- TASK TO COMPLETE -
I would like you to print all the records below exactly as they are.
=== DATA EXCERPTS ===
//! UDP multicast command channel.
//!
//! Implements [`CommandChannelPort`] on a non-blocking `std::net::UdpSocket`
//! joined to the command group.  ESP-IDF exposes lwIP through the std
//! socket API, so the same code runs on the device and on the host.

use std::io::ErrorKind;
use std::net::{Ipv4Addr, SocketAddr, SocketAddrV4, UdpSocket};

use log::{debug, info, warn};

use crate::app::ports::{ChannelError, CommandChannelPort};

#[derive(Default)]
pub struct MulticastChannel {
    socket: Option<UdpSocket>,
    group: Option<SocketAddrV4>,
}

impl MulticastChannel {
    pub fn new() -> Self {
        Self::default()
    }

    pub fn is_listening(&self) -> bool {
        self.socket.is_some()
    }

    fn send(&self, to: SocketAddr, message: &str) {
        let Some(socket) = &self.socket else {
            debug!("Multicast: dropped '{}' (not listening)", message);
            return;
        };
        if let Err(e) = socket.send_to(message.as_bytes(), to) {
            warn!("Multicast: send to {} failed: {}", to, e);
        }
    }
}

impl CommandChannelPort for MulticastChannel {
    fn listen(&mut self, group: Ipv4Addr, port: u16) -> Result<(), ChannelError> {
        let socket = UdpSocket::bind(SocketAddrV4::new(Ipv4Addr::UNSPECIFIED, port)).map_err(|e| {
            warn!("Multicast: bind :{} failed: {}", port, e);
            ChannelError::Bind
        })?;
        socket
            .join_multicast_v4(&group, &Ipv4Addr::UNSPECIFIED)
            .map_err(|e| {
                warn!("Multicast: join {} failed: {}", group, e);
                ChannelError::Join
            })?;
        socket.set_nonblocking(true).map_err(|_| ChannelError::Bind)?;
        if let Err(e) = socket.set_multicast_loop_v4(false) {
            debug!("Multicast: loopback not disabled: {}", e);
        }
        info!("Multicast: joined {}:{}", group, port);
        self.socket = Some(socket);
        self.group = Some(SocketAddrV4::new(group, port));
        Ok(())
    }

    fn receive(&mut self, buf: &mut [u8]) -> Option<(usize, SocketAddr)> {
        let socket = self.socket.as_ref()?;
        match socket.recv_from(buf) {
            Ok(received) => Some(received),
            Err(e) if e.kind() == ErrorKind::WouldBlock => None,
            Err(e) => {
                debug!("Multicast: receive failed: {}", e);
                None
            }
        }
    }

    fn reply(&mut self, peer: SocketAddr, message: &str) {
        self.send(peer, message);
    }

    fn broadcast(&mut self, message: &str) {
        match self.group {
            Some(group) => self.send(SocketAddr::V4(group), message),
            None => debug!("Multicast: dropped broadcast '{}' (no group)", message),
        }
    }
}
===
- TASK RESULT -
//! UDP multicast command channel.
//!
//! Implements [`CommandChannelPort`] on a non-blocking `std::net::UdpSocket`
//! joined to the command group.  ESP-IDF exposes lwIP through the std
//! socket API, so the same code runs on the device and on the host.

use std::io::ErrorKind;
use std::net::{Ipv4Addr, SocketAddr, SocketAddrV4, UdpSocket};

use log::{debug, info, warn};

use crate::app::ports::{ChannelError, CommandChannelPort};

#[derive(Default)]
pub struct MulticastChannel {
    socket: Option<UdpSocket>,
    group: Option<SocketAddrV4>,
}

impl MulticastChannel {
    pub fn new() -> Self {
        Self::default()
    }

    pub fn is_listening(&self) -> bool {
        self.socket.is_some()
    }

    fn send(&self, to: SocketAddr, message: &str) {
        let Some(socket) = &self.socket else {
            debug!("Multicast: dropped '{}' (not listening)", message);
            return;
        };
        if let Err(e) = socket.send_to(message.as_bytes(), to) {
            warn!("Multicast: send to {} failed: {}", to, e);
        }
    }
}

impl CommandChannelPort for MulticastChannel {
    fn listen(&mut self, group: Ipv4Addr, port: u16) -> Result<(), ChannelError> {
        let socket = UdpSocket::bind(SocketAddrV4::new(Ipv4Addr::UNSPECIFIED, port)).map_err(|e| {
            warn!("Multicast: bind :{} failed: {}", port, e);
            ChannelError::Bind
        })?;
        socket
            .join_multicast_v4(&group, &Ipv4Addr::UNSPECIFIED)
            .map_err(|e| {
                warn!("Multicast: join {} failed: {}", group, e);
                ChannelError::Join
            })?;
        socket.set_nonblocking(true).map_err(|_| ChannelError::Bind)?;
        if let Err(e) = socket.set_multicast_loop_v4(false) {
            debug!("Multicast: loopback not disabled: {}", e);
        }
        info!("Multicast: joined {}:{}", group, port);
        self.socket = Some(socket);
        self.group = Some(SocketAddrV4::new(group, port));
        Ok(())
    }

    fn receive(&mut self, buf: &mut [u8]) -> Option<(usize, SocketAddr)> {
        let socket = self.socket.as_ref()?;
        match socket.recv_from(buf) {
            Ok(received) => Some(received),
            Err(e) if e.kind() == ErrorKind::WouldBlock => None,
            Err(e) => {
                debug!("Multicast: receive failed: {}", e);
                None
            }
        }
    }

    fn reply(&mut self, peer: SocketAddr, message: &str) {
        self.send(peer, message);
    }

    fn broadcast(&mut self, message: &str) {
        match self.group {
            Some(group) => self.send(SocketAddr::V4(group), message),
            None => debug!("Multicast: dropped broadcast '{}' (no group)", message),
        }
    }
}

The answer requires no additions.